Stepfather II (also known as Stepfather II: Make Room for Daddy) is a 1989 American psychological thriller film directed by Jeff Burr and written by John Auerbach. It is a sequel to The Stepfather (1987) and stars Terry O'Quinn as the title character. The cast includes Meg Foster, Caroline Williams, and Jonathan Brandis.

Stepfather II received a limited theatrical release on November 3, 1989, and grossed $1.5 million at the box office. It received negative reviews from film critics.

A sequel, Stepfather III, was released in 1992.

Plot 
After surviving being shot and stabbed at the end of the previous film, Jerry Blake is institutionalized in Puget Sound, Washington. Blake has meetings with his psychiatrist. Having gained his trust he kills the psychiatrist and a guard. He dons the guard's uniform to help him escape. Arriving at a train depot, Blake kills and robs a traveling salesman for his car and money. Blake checks into a hotel, alters his appearance, assumes the identity of deceased publisher Gene F. Clifford, and travels to Palm Meadows, Los Angeles.

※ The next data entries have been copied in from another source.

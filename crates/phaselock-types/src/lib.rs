//! Shared type definitions for the Phaselock lattice.
//!
//! This crate is the single source of truth for the numeric contract and
//! the value types that flow between the engine, the checkpoint store, the
//! state encoder, and the external collaborators.
//!
//! # Modules
//!
//! - [`numeric`] -- The [`NumericValue`] capability trait with `f64` and
//!   [`rust_decimal::Decimal`] implementations
//! - [`amplitude`] -- Complex [`Amplitude`] built on any [`NumericValue`]
//! - [`phase`] -- Phase canonicalization into `(-pi, pi]` and circular
//!   statistics
//! - [`digest`] -- 32-byte BLAKE3 [`Digest`] with hex encoding
//! - [`ids`] -- Identifier newtypes (snapshots, content, transactions, nodes)
//! - [`structs`] -- Slots, lattice state, commitments, telemetry frames

pub mod amplitude;
pub mod digest;
pub mod ids;
pub mod numeric;
pub mod phase;
pub mod structs;

// Re-export all public types at crate root for convenience.
pub use amplitude::Amplitude;
pub use digest::Digest;
pub use ids::{ContentId, NodeId, SnapshotId, TxRef};
pub use numeric::NumericValue;
pub use phase::{PhaseStats, circular_stats, wrap_phase};
pub use structs::{
    Commitment, LatticeState, LockState, MAX_NEIGHBORS, NeighborSet, Slot, SlotFlags,
    TelemetryFrame,
};
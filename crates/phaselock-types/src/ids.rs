//! Identifier newtypes.
//!
//! Snapshots are addressed by their creation index, blobs by the hex of
//! their BLAKE3 content hash, and ledger submissions by the opaque
//! reference the ledger hands back. Nodes get a UUID v7 so their rows sort
//! by start time.

use serde::{Deserialize, Serialize};
use uuid::Uuid;

/// Generates a newtype wrapper around a `String` identifier.
macro_rules! define_string_id {
    (
        $(#[$meta:meta])*
        $name:ident
    ) => {
        $(#[$meta])*
        #[derive(Debug, Clone, PartialEq, Eq, PartialOrd, Ord, Hash, Serialize, Deserialize)]
        #[serde(transparent)]
        pub struct $name(pub String);

        impl $name {
            /// Borrow the identifier as a string slice.
            pub fn as_str(&self) -> &str {
                &self.0
            }
        }

        impl core::fmt::Display for $name {
            fn fmt(&self, f: &mut core::fmt::Formatter<'_>) -> core::fmt::Result {
                f.write_str(&self.0)
            }
        }

        impl From<String> for $name {
            fn from(value: String) -> Self {
                Self(value)
            }
        }

        impl From<&str> for $name {
            fn from(value: &str) -> Self {
                Self(value.to_owned())
            }
        }
    };
}

define_string_id! {
    /// Content address of a blob: lowercase hex of its BLAKE3 hash.
    ContentId
}

define_string_id! {
    /// Opaque transaction reference returned by a ledger submission.
    TxRef
}

impl ContentId {
    /// Compute the content address of `bytes`.
    pub fn of(bytes: &[u8]) -> Self {
        Self(blake3::hash(bytes).to_hex().to_string())
    }
}

/// Creation index of a checkpoint snapshot.
///
/// Indices are assigned in capture order starting at zero and are never
/// reused by a manager, so a larger id always means a later capture.
#[derive(Debug, Clone, Copy, PartialEq, Eq, PartialOrd, Ord, Hash, Serialize, Deserialize)]
#[serde(transparent)]
pub struct SnapshotId(pub u64);

impl SnapshotId {
    /// Return the raw creation index.
    pub const fn into_inner(self) -> u64 {
        self.0
    }

    /// The index following this one, saturating at `u64::MAX`.
    pub const fn next(self) -> Self {
        Self(self.0.saturating_add(1))
    }
}

impl core::fmt::Display for SnapshotId {
    fn fmt(&self, f: &mut core::fmt::Formatter<'_>) -> core::fmt::Result {
        write!(f, "#{}", self.0)
    }
}

/// Identity of a running lattice node.
#[derive(Debug, Clone, Copy, PartialEq, Eq, PartialOrd, Ord, Hash, Serialize, Deserialize)]
pub struct NodeId(pub Uuid);

impl NodeId {
    /// Create a new identifier using UUID v7 (time-ordered).
    pub fn new() -> Self {
        Self(Uuid::now_v7())
    }

    /// Return the inner [`Uuid`] value.
    pub const fn into_inner(self) -> Uuid {
        self.0
    }
}

impl Default for NodeId {
    fn default() -> Self {
        Self::new()
    }
}

impl core::fmt::Display for NodeId {
    fn fmt(&self, f: &mut core::fmt::Formatter<'_>) -> core::fmt::Result {
        write!(f, "{}", self.0)
    }
}

#[cfg(test)]
#[allow(clippy::unwrap_used)]
mod tests {
    use super::*;

    #[test]
    fn content_id_is_blake3_hex() {
        let id = ContentId::of(b"hello");
        assert_eq!(id.as_str().len(), 64);
        assert_eq!(id, ContentId::of(b"hello"));
        assert_ne!(id, ContentId::of(b"hello!"));
    }

    #[test]
    fn snapshot_ids_order_by_creation() {
        let first = SnapshotId(0);
        assert!(first.next() > first);
        assert_eq!(SnapshotId(u64::MAX).next(), SnapshotId(u64::MAX));
    }

    #[test]
    fn string_ids_serialize_transparently() {
        let tx = TxRef::from("0xabc");
        assert_eq!(serde_json::to_string(&tx).unwrap(), "\"0xabc\"");
    }

    #[test]
    fn node_ids_are_unique() {
        assert_ne!(NodeId::new(), NodeId::new());
    }
}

In Palm Meadows, Gene poses as a psychiatrist and soon meets Carol Grayland and leases a house across the street from her and her 13-year-old son Todd. During a session with the neighborhood wives, Gene learns that Carol's husband Philip left his family the previous year. Gene begins courting Carol, eventually winning over her and Todd, but Phil returns, wanting to reconcile with his wife. Needing Phil out of the way, Gene persuades Carol to send him over for a meeting, during which Gene smashes a bottle on his head then stabs him to death. He covers up Phil's disappearance afterward by making it look like he simply ran off again. With Phil gone, Gene and Carol arrange to get married.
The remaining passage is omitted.